Some time ago, I wrote how the call instruction could actually call an instance method on a null reference, and that inside this instance method, the this keyword would reference to null.

I find that very interesting, so I kept on disassembling some sample code to see what’s the generated IL and try to grasp some of the compiler’s logic.

Here is some simple code used to see what’s the IL generated by the C# compiler:

class Hello1
{
    internal String GetHello()
    {
        return "Hello1";
    }
}

sealed class Hello2
{
    internal String GetHello()
    {
        return "Hello2";
    }
}

static void Main(string[] args)
{
    var h1 = new Hello1();
    Console.WriteLine(h1.GetHello());

    var h2 = new Hello2();
    Console.WriteLine(h2.GetHello());

    Console.WriteLine(new Hello1().GetHello());

    Console.WriteLine(new Hello2().GetHello());

    Console.ReadLine();
}

In the first two calls, we use a local variable that we call the GetHello method on, and in the two last calls we instantiate the object and call the GetHello method on the reference returned by the constructor, reference that we don’t keep.

Here’s the IL generated for the Main method:

CallCallvirtIL

We can see that in the first two call, the callvirt instruction is emitted by the compiler.
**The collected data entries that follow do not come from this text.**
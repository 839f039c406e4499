//! Agent call substrate: bounded, retrying, timing-out completion calls
//!
//! Agents never talk to a model client directly. They call
//! [`AgentCallSubstrate::call`] with a role, two prompts and a result type;
//! the substrate
//!
//! 1. waits for a process-wide slot (semaphore),
//! 2. resolves the role's model from the [`ModelRegistry`],
//! 3. sends the request with the result type's JSON schema,
//! 4. retries rate-limit and transient failures with exponential backoff,
//!    all under one per-call timeout,
//! 5. decodes the structured output and stamps an [`AgentRunMetrics`].
//!
//! ```text
//! agent ──call()──▶ [semaphore] ──▶ CompletionService ──▶ decode ──▶ (T, metrics)
//!                       ▲                 │
//!                       └── backoff ◀─────┘ RateLimited / Transient
//! ```

use std::sync::Arc;
use std::time::{Duration, Instant};

use async_trait::async_trait;
use chrono::Utc;
use schemars::JsonSchema;
use serde::de::DeserializeOwned;
use serde::{Deserialize, Serialize};
use tokio::sync::Semaphore;
use tracing::{debug, info, warn};

use crate::metrics::{AgentRunMetrics, ChunkPosition};
use crate::registry::{CallRole, ModelRegistry};

/// Failure taxonomy of the completion boundary.
#[derive(Debug, Clone, PartialEq, thiserror::Error)]
pub enum CompletionError {
    #[error("Completion timed out after {elapsed_ms}ms")]
    TimedOut { elapsed_ms: u64 },

    #[error("Rate limited: {0}")]
    RateLimited(String),

    #[error("Transient completion failure: {0}")]
    Transient(String),

    #[error("Fatal completion failure: {0}")]
    Fatal(String),

    #[error("Malformed {role} output: {reason}")]
    MalformedOutput { role: CallRole, reason: String },
}

impl CompletionError {
    /// Only rate limits and transient failures are worth another attempt.
    pub fn is_retryable(&self) -> bool {
        matches!(
            self,
            CompletionError::RateLimited(_) | CompletionError::Transient(_)
        )
    }
}

/// Result type for completion calls
pub type CompletionResult<T> = Result<T, CompletionError>;

/// A single structured completion request.
#[derive(Debug, Clone, Serialize)]
pub struct CompletionRequest {
    pub role: CallRole,
    pub model: String,
    pub system_prompt: String,
    pub user_prompt: String,
    /// JSON schema the output must satisfy.
    pub schema: serde_json::Value,
    pub max_tokens: u32,
    pub chunk: Option<ChunkPosition>,
}

/// Raw structured output plus token accounting.
#[derive(Debug, Clone, Serialize, Deserialize)]
pub struct CompletionResponse {
    pub output: serde_json::Value,
    pub input_tokens: u64,
    pub output_tokens: u64,
}

/// The network boundary. Implementations perform one attempt per call;
/// retry and timeout policy live in the substrate.
#[async_trait]
pub trait CompletionService: Send + Sync {
    async fn complete(&self, request: CompletionRequest) -> CompletionResult<CompletionResponse>;
}

/// Substrate limits.
#[derive(Debug, Clone, PartialEq, Serialize, Deserialize)]
#[serde(default)]
pub struct SubstrateSettings {
    /// Maximum completion calls in flight across the process.
    pub max_in_flight: usize,
    /// Wall-clock budget for one call including its retries.
    pub timeout_ms: u64,
    /// Retries after the first attempt.
    pub max_retries: u32,
    pub backoff_base_ms: u64,
    pub backoff_max_ms: u64,
    pub max_tokens: u32,
}

impl Default for SubstrateSettings {
    fn default() -> Self {
        Self {
            max_in_flight: 4,
            timeout_ms: 120_000,
            max_retries: 2,
            backoff_base_ms: 1_000,
            backoff_max_ms: 10_000,
            max_tokens: 4_096,
        }
    }
}

impl SubstrateSettings {
    /// Delay before retry number `attempt` (1-based).
    pub fn backoff(&self, attempt: u32) -> Duration {
        let factor = 2u64.saturating_pow(attempt.saturating_sub(1));
        Duration::from_millis(
            self.backoff_base_ms
                .saturating_mul(factor)
                .min(self.backoff_max_ms),
        )
    }
}

/// Shared, cloneable entry point for every agent call.
#[derive(Clone)]
pub struct AgentCallSubstrate {
    service: Arc<dyn CompletionService>,
    registry: Arc<ModelRegistry>,
    permits: Arc<Semaphore>,
    settings: SubstrateSettings,
}

impl AgentCallSubstrate {
    pub fn new(
        service: Arc<dyn CompletionService>,
        registry: ModelRegistry,
        settings: SubstrateSettings,
    ) -> Self {
        Self {
            service,
            registry: Arc::new(registry),
            permits: Arc::new(Semaphore::new(settings.max_in_flight.max(1))),
            settings,
        }
    }

    pub fn registry(&self) -> &ModelRegistry {
        &self.registry
    }

    pub fn settings(&self) -> &SubstrateSettings {
        &self.settings
    }

    /// Free call slots right now.
    pub fn available_slots(&self) -> usize {
        self.permits.available_permits()
    }

    /// Run one structured completion and decode it into `T`.
    pub async fn call<T>(
        &self,
        role: CallRole,
        system_prompt: &str,
        user_prompt: &str,
        chunk: Option<ChunkPosition>,
    ) -> CompletionResult<(T, AgentRunMetrics)>
    where
        T: DeserializeOwned + JsonSchema,
    {
        let _permit = self
            .permits
            .acquire()
            .await
            .map_err(|_| CompletionError::Fatal("call substrate closed".to_string()))?;

        let model = self.registry.model_for(role).to_string();
        let schema = serde_json::to_value(schemars::schema_for!(T)).map_err(|e| {
            CompletionError::MalformedOutput {
                role,
                reason: format!("schema generation failed: {e}"),
            }
        })?;
        let request = CompletionRequest {
            role,
            model: model.clone(),
            system_prompt: system_prompt.to_string(),
            user_prompt: user_prompt.to_string(),
            schema,
            max_tokens: self.settings.max_tokens,
            chunk,
        };

        let started = Instant::now();
        let budget = Duration::from_millis(self.settings.timeout_ms);
        let response = tokio::time::timeout(budget, self.send_with_retry(request))
            .await
            .map_err(|_| CompletionError::TimedOut {
                elapsed_ms: started.elapsed().as_millis() as u64,
            })??;
        let latency_ms = started.elapsed().as_millis() as u64;

        let value: T = serde_json::from_value(response.output).map_err(|e| {
            CompletionError::MalformedOutput {
                role,
                reason: e.to_string(),
            }
        })?;

        let cost_usd =
            self.registry
                .cost_usd(&model, response.input_tokens, response.output_tokens);
        info!(
            role = %role,
            model = %model,
            input_tokens = response.input_tokens,
            output_tokens = response.output_tokens,
            latency_ms,
            cost_usd,
            "Completion call finished"
        );

        let metrics = AgentRunMetrics {
            agent_id: role.agent(),
            role,
            model,
            input_tokens: response.input_tokens,
            output_tokens: response.output_tokens,
            latency_ms,
            cost_usd,
            chunk_index: chunk.map(|c| c.index),
            chunk_total: chunk.map(|c| c.total),
            timestamp: Utc::now(),
        };
        Ok((value, metrics))
    }

    async fn send_with_retry(
        &self,
        request: CompletionRequest,
    ) -> CompletionResult<CompletionResponse> {
        let max_attempts = self.settings.max_retries + 1;
        let mut attempt = 1;
        loop {
            match self.service.complete(request.clone()).await {
                Ok(response) => return Ok(response),
                Err(err) if err.is_retryable() && attempt < max_attempts => {
                    let delay = self.settings.backoff(attempt);
                    warn!(
                        role = %request.role,
                        attempt,
                        delay_ms = delay.as_millis() as u64,
                        error = %err,
                        "Retrying completion call"
                    );
                    tokio::time::sleep(delay).await;
                    attempt += 1;
                }
                Err(err) => {
                    debug!(role = %request.role, attempt, error = %err, "Completion call failed");
                    return Err(err);
                }
            }
        }
    }
}

#[cfg(test)]
mod tests {
    use super::*;
    use std::sync::atomic::{AtomicUsize, Ordering};

    #[derive(Debug, Deserialize, JsonSchema)]
    struct Echo {
        word: String,
    }

    /// Fails the first `failures` calls with the given error, then echoes.
    struct Flaky {
        failures: usize,
        error: CompletionError,
        calls: AtomicUsize,
        delay: Duration,
        in_flight: AtomicUsize,
        peak: AtomicUsize,
    }

    impl Flaky {
        fn new(failures: usize, error: CompletionError) -> Self {
            Self {
                failures,
                error,
                calls: AtomicUsize::new(0),
                delay: Duration::ZERO,
                in_flight: AtomicUsize::new(0),
                peak: AtomicUsize::new(0),
            }
        }
    }

    #[async_trait]
    impl CompletionService for Flaky {
        async fn complete(&self, req: CompletionRequest) -> CompletionResult<CompletionResponse> {
            let now = self.in_flight.fetch_add(1, Ordering::SeqCst) + 1;
            self.peak.fetch_max(now, Ordering::SeqCst);
            tokio::time::sleep(self.delay).await;
            self.in_flight.fetch_sub(1, Ordering::SeqCst);

            let n = self.calls.fetch_add(1, Ordering::SeqCst);
            if n < self.failures {
                return Err(self.error.clone());
            }
            assert!(req.schema.is_object());
            Ok(CompletionResponse {
                output: serde_json::json!({ "word": "ok" }),
                input_tokens: 1_000_000,
                output_tokens: 0,
            })
        }
    }

    fn substrate(service: Arc<Flaky>, settings: SubstrateSettings) -> AgentCallSubstrate {
        AgentCallSubstrate::new(service, ModelRegistry::default(), settings)
    }

    fn fast_settings() -> SubstrateSettings {
        SubstrateSettings {
            backoff_base_ms: 10,
            backoff_max_ms: 40,
            ..Default::default()
        }
    }

    #[test]
    fn test_backoff_doubles_and_caps() {
        let s = SubstrateSettings::default();
        assert_eq!(s.backoff(1), Duration::from_millis(1_000));
        assert_eq!(s.backoff(2), Duration::from_millis(2_000));
        assert_eq!(s.backoff(3), Duration::from_millis(4_000));
        assert_eq!(s.backoff(10), Duration::from_millis(10_000));
    }

    #[test]
    fn test_retryable_taxonomy() {
        assert!(CompletionError::RateLimited("x".into()).is_retryable());
        assert!(CompletionError::Transient("x".into()).is_retryable());
        assert!(!CompletionError::Fatal("x".into()).is_retryable());
        assert!(!CompletionError::TimedOut { elapsed_ms: 1 }.is_retryable());
    }

    #[tokio::test(start_paused = true)]
    async fn test_retries_rate_limit_then_succeeds() {
        let service = Arc::new(Flaky::new(2, CompletionError::RateLimited("slow".into())));
        let sub = substrate(service.clone(), fast_settings());

        let (echo, metrics): (Echo, _) = sub
            .call(CallRole::Clarity, "sys", "user", Some(ChunkPosition::new(1, 3)))
            .await
            .unwrap();

        assert_eq!(echo.word, "ok");
        assert_eq!(service.calls.load(Ordering::SeqCst), 3);
        assert_eq!(metrics.agent_id, crate::finding::AgentId::Clarity);
        assert_eq!(metrics.model, "claude-haiku-4-5");
        assert!((metrics.cost_usd - 0.80).abs() < 1e-9);
        assert_eq!(metrics.chunk_index, Some(1));
        assert_eq!(metrics.chunk_total, Some(3));
    }

    #[tokio::test(start_paused = true)]
    async fn test_retries_are_bounded() {
        let service = Arc::new(Flaky::new(10, CompletionError::Transient("503".into())));
        let sub = substrate(service.clone(), fast_settings());

        let err = sub
            .call::<Echo>(CallRole::Briefing, "s", "u", None)
            .await
            .unwrap_err();

        assert!(matches!(err, CompletionError::Transient(_)));
        assert_eq!(service.calls.load(Ordering::SeqCst), 3);
    }

    #[tokio::test]
    async fn test_fatal_is_not_retried() {
        let service = Arc::new(Flaky::new(1, CompletionError::Fatal("bad key".into())));
        let sub = substrate(service.clone(), fast_settings());

        let err = sub
            .call::<Echo>(CallRole::Briefing, "s", "u", None)
            .await
            .unwrap_err();

        assert!(matches!(err, CompletionError::Fatal(_)));
        assert_eq!(service.calls.load(Ordering::SeqCst), 1);
    }

    #[tokio::test(start_paused = true)]
    async fn test_timeout_covers_whole_call() {
        let mut flaky = Flaky::new(0, CompletionError::Fatal("unused".into()));
        flaky.delay = Duration::from_secs(5);
        let service = Arc::new(flaky);
        let sub = substrate(
            service,
            SubstrateSettings {
                timeout_ms: 1_000,
                ..fast_settings()
            },
        );

        let err = sub
            .call::<Echo>(CallRole::Adversary, "s", "u", None)
            .await
            .unwrap_err();
        assert!(matches!(err, CompletionError::TimedOut { .. }));
    }

    #[tokio::test(start_paused = true)]
    async fn test_malformed_output() {
        #[derive(Debug, Deserialize, JsonSchema)]
        #[allow(dead_code)]
        struct Strict {
            count: u32,
        }

        let sub = substrate(
            Arc::new(Flaky::new(0, CompletionError::Fatal("unused".into()))),
            fast_settings(),
        );
        let err = sub
            .call::<Strict>(CallRole::Clarity, "s", "u", None)
            .await
            .unwrap_err();
        assert!(matches!(
            err,
            CompletionError::MalformedOutput { role: CallRole::Clarity, .. }
        ));
    }

    #[tokio::test(start_paused = true)]
    async fn test_in_flight_calls_are_capped() {
        let mut flaky = Flaky::new(0, CompletionError::Fatal("unused".into()));
        flaky.delay = Duration::from_millis(50);
        let service = Arc::new(flaky);
        let sub = substrate(
            service.clone(),
            SubstrateSettings {
                max_in_flight: 2,
                ..fast_settings()
            },
        );

        let calls = (0..8).map(|_| {
            let sub = sub.clone();
            tokio::spawn(async move { sub.call::<Echo>(CallRole::Clarity, "s", "u", None).await })
        });
        for handle in futures::future::join_all(calls).await {
            assert!(handle.unwrap().is_ok());
        }

        assert_eq!(service.peak.load(Ordering::SeqCst), 2);
        assert_eq!(sub.available_slots(), 2);
    }
}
As the call happens on a variable, the runtime type of the object could be different from the compile type, meaning that using the callvirt instruction makes sense (the compiler is not “smart” enough to detect that the compile time and the runtime types are the same).

In the two subsequent calls, however, as the method call is done on the reference returned by the constructor, the instruction emitted is call, which is slightly more performant than callvirt.

For more information on call and callvirt instructions, see ECMA 335 12.4.1.2.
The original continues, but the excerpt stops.